The translation and adaptation methods of Health measurement instruments are widely heterogeneous. Although some steps are deemed important by most authors, there is no consensus about the most appropriate methodology.4 An analysis of six methods of cross-cultural translation and adaptation came to the conclusion that a simple translation, despite being quick and inexpensive, does not check the semantic equivalence between the original and the translated instrument.5 From the 17 adaptations analyzed by Guillemin et al., only six employed back translation.6 The method proposed by Flaherty considered five aspects of cross-cultural equivalence: content; semantics; technique; criterion and conceptual aspect.7

The Translation and Cultural Adaptation group (TCA group), linked to the International Society for Pharmacoeconomics and Outcomes Research (ISPOR), performed a review of evidences of current practices in translation and adaptation of instruments and in 2005, published guidelines describing the steps to adapt self-report instruments.8 Since its publication, its guidelines were followed to produce versions of instruments in at least six languages, in various health areas.

The purpose of this study is to describe the steps of cross-cultural translation and adaptation of MOPS into Brazilian Portuguese employing the methodology proposed by the TCA group, to make a critical comparison of them with other methodologies referred to in the literature and to present the adapted version of MOPS in Brazilian Portuguese.

Method

The TCA group guidelines for translation and adaptation of self-report instruments8 were followed, according to the following steps:

1) Preparation: authorization by the authors of the original instrument; selection of translators.

2) First translation: production of two independent versions in the target language (V1 and V2).

3) Reconciliation: synthesis of V1 and V2.

4) Back translation: done by a translator who had no contact with V1 an V2.

5) Revision of back translation: comparing back translation with the original.

6) Harmonization: comparing back translated version with other back translations made based on the same instrument.

7) Cognitive debriefing: application of the instrument on a sample.
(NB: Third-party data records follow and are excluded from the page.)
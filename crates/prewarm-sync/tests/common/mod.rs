//! Common test helpers for prewarm-sync integration tests
//!
//! - A tag lookup serving fixed upstream tag lists
//! - A job launcher running small shell scripts instead of skopeo
//! - Dispatcher option fixtures with short poll intervals

#![allow(dead_code)]

use async_trait::async_trait;
use prewarm_core::types::{Job, JobArch};
use prewarm_core::{Error, Result};
use prewarm_sync::{DispatchOptions, JobLauncher, PreparedJob, TagLookup, UpstreamTags};
use std::collections::HashMap;
use std::path::Path;
use std::process::Stdio;
use std::sync::{Arc, Mutex};
use std::time::Duration;
use tokio::process::Command;

// ─── Tag lookup ──────────────────────────────────────────────────────────────

/// Serves upstream tags from a map; unknown repositories fail the lookup
#[derive(Default)]
pub struct StaticLookup {
    repos: HashMap<String, UpstreamTags>,
    pub calls: Arc<Mutex<Vec<(String, JobArch)>>>,
}

impl StaticLookup {
    pub fn new() -> Self {
        Self::default()
    }

    pub fn with_tags(mut self, repository: &str, tags: &[&str]) -> Self {
        self.repos.insert(
            repository.to_string(),
            UpstreamTags {
                tags: tags.iter().map(|t| t.to_string()).collect(),
                architecture: None,
            },
        );
        self
    }

    pub fn with_architecture(mut self, repository: &str, tags: &[&str], arch: &str) -> Self {
        self.repos.insert(
            repository.to_string(),
            UpstreamTags {
                tags: tags.iter().map(|t| t.to_string()).collect(),
                architecture: Some(arch.to_string()),
            },
        );
        self
    }

    pub fn call_count(&self) -> usize {
        self.calls.lock().unwrap().len()
    }
}

#[async_trait]
impl TagLookup for StaticLookup {
    async fn upstream_tags(&self, repository: &str, arch: JobArch) -> Result<UpstreamTags> {
        self.calls
            .lock()
            .unwrap()
            .push((repository.to_string(), arch));
        self.repos
            .get(repository)
            .cloned()
            .ok_or_else(|| Error::command(format!("no such repository: {}", repository)))
    }
}

// ─── Job launcher ────────────────────────────────────────────────────────────

/// Runs `sh -c <script>` per job, with per-tag and per-job overrides
pub struct ShellLauncher {
    program: String,
    default_script: String,
    scripts: HashMap<String, String>,
    seq_scripts: HashMap<usize, String>,
    pub launched: Arc<Mutex<Vec<Job>>>,
}

impl ShellLauncher {
    pub fn new(default_script: &str) -> Self {
        Self {
            program: "sh".to_string(),
            default_script: default_script.to_string(),
            scripts: HashMap::new(),
            seq_scripts: HashMap::new(),
            launched: Arc::new(Mutex::new(Vec::new())),
        }
    }

    /// Use a different script for one tag
    pub fn with_tag_script(mut self, tag: &str, script: &str) -> Self {
        self.scripts.insert(tag.to_string(), script.to_string());
        self
    }

    /// Use a different script for the job admitted as `seq`; wins over tag scripts
    pub fn with_seq_script(mut self, seq: usize, script: &str) -> Self {
        self.seq_scripts.insert(seq, script.to_string());
        self
    }

    /// Launch a program that does not exist
    pub fn missing_program() -> Self {
        let mut launcher = Self::new("true");
        launcher.program = "/nonexistent/prewarm-transfer".to_string();
        launcher
    }

    pub fn launched_tags(&self) -> Vec<String> {
        self.launched
            .lock()
            .unwrap()
            .iter()
            .map(|job| job.tag.clone())
            .collect()
    }
}

impl JobLauncher for ShellLauncher {
    fn prepare(&self, job: &Job) -> Result<PreparedJob> {
        self.launched.lock().unwrap().push(job.clone());

        let script = self
            .seq_scripts
            .get(&job.seq)
            .or_else(|| self.scripts.get(&job.tag))
            .unwrap_or(&self.default_script)
            .clone();
        let mut command = Command::new(&self.program);
        command.arg("-c").arg(&script).stdin(Stdio::null());

        Ok(PreparedJob {
            command,
            display: format!("{} -c '{}'", self.program, script),
        })
    }
}

// ─── Fixtures ────────────────────────────────────────────────────────────────

pub fn options(log_dir: &Path, max_requests: usize) -> DispatchOptions {
    DispatchOptions::new(log_dir)
        .with_max_requests(max_requests)
        .with_poll_interval(Duration::from_millis(20))
}

pub fn selection(repos: &[&str]) -> Vec<String> {
    repos.iter().map(|r| r.to_string()).collect()
}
8) Revision of debriefing results.

9) Syntax and orthographic revision.

10) Final report.

This project was approved by the Research Ethics Committee of Hospital das Clínicas de Porto Alegre under number 06-024.

Findings

1. Preparation

The process starts with the authorization given by the authors of the original instrument. The execution was carried out by the Brazilian research group and a professional translator not linked to the research group, with the assistance of the author of the original instrument.

2. First translation

The translators must be native speakers of the target language, preferably residents of the target country and fluent in the instrument's original language. Four people who met these requirements, in two pairs, made independent translations (V1 and V2). The production of two independent versions prevents the translated instrument from containing the linguistic style of a single person and facilitates the detection of errors and diverging interpretations of ambiguous terms, reducing potential biases.8

3. Reconciliation

The discrepancies between independent translations are solved and a third version is produced (V3). There is no consensus in the TCA group as to who should complete this step. It may be done 1) by a native speaker of the target language not involved in the preparation of V1 and V2, 2) by the translators who produced V1 and V2, in addition to the person in charge of the project in the target country, 3) by the person appointed to conduct the cognitive debriefing. We chose the first option, since potential translation biases in V1 and V2 could be maintained if in the event the people who made those translations took part in the reconciliation process. The person in charge of the project in Brazil met the requirements of being a native Portuguese speaker and not having taken part in the first translations. In every item, the most colloquial expression was chosen. Table 1 summarizes the results of each step.

4. Back translation

Back translation is the quality control of the produced version. It was performed by an outsourced translator, not linked to the research group, who was not supposed to know the original instrument or the first translations.

5. Revision of back translation

The project coordinator in Brasil and the author of the original instrument have compared the original instrument with the back translation. Despite literal differences when compared to the original, it was verified that the back translated version was equivalent to the original version.

6. Harmonization

When an instrument is being adapted to various languages, the back translations produced in the different target countries are compared. This step did not apply to MOPS.

7. Cognitive debriefing

Cognitive debriefing is essential to assess the level of understanding and the semantic equivalence of the translated version, in addition to highlighting inappropriate or confusing terms.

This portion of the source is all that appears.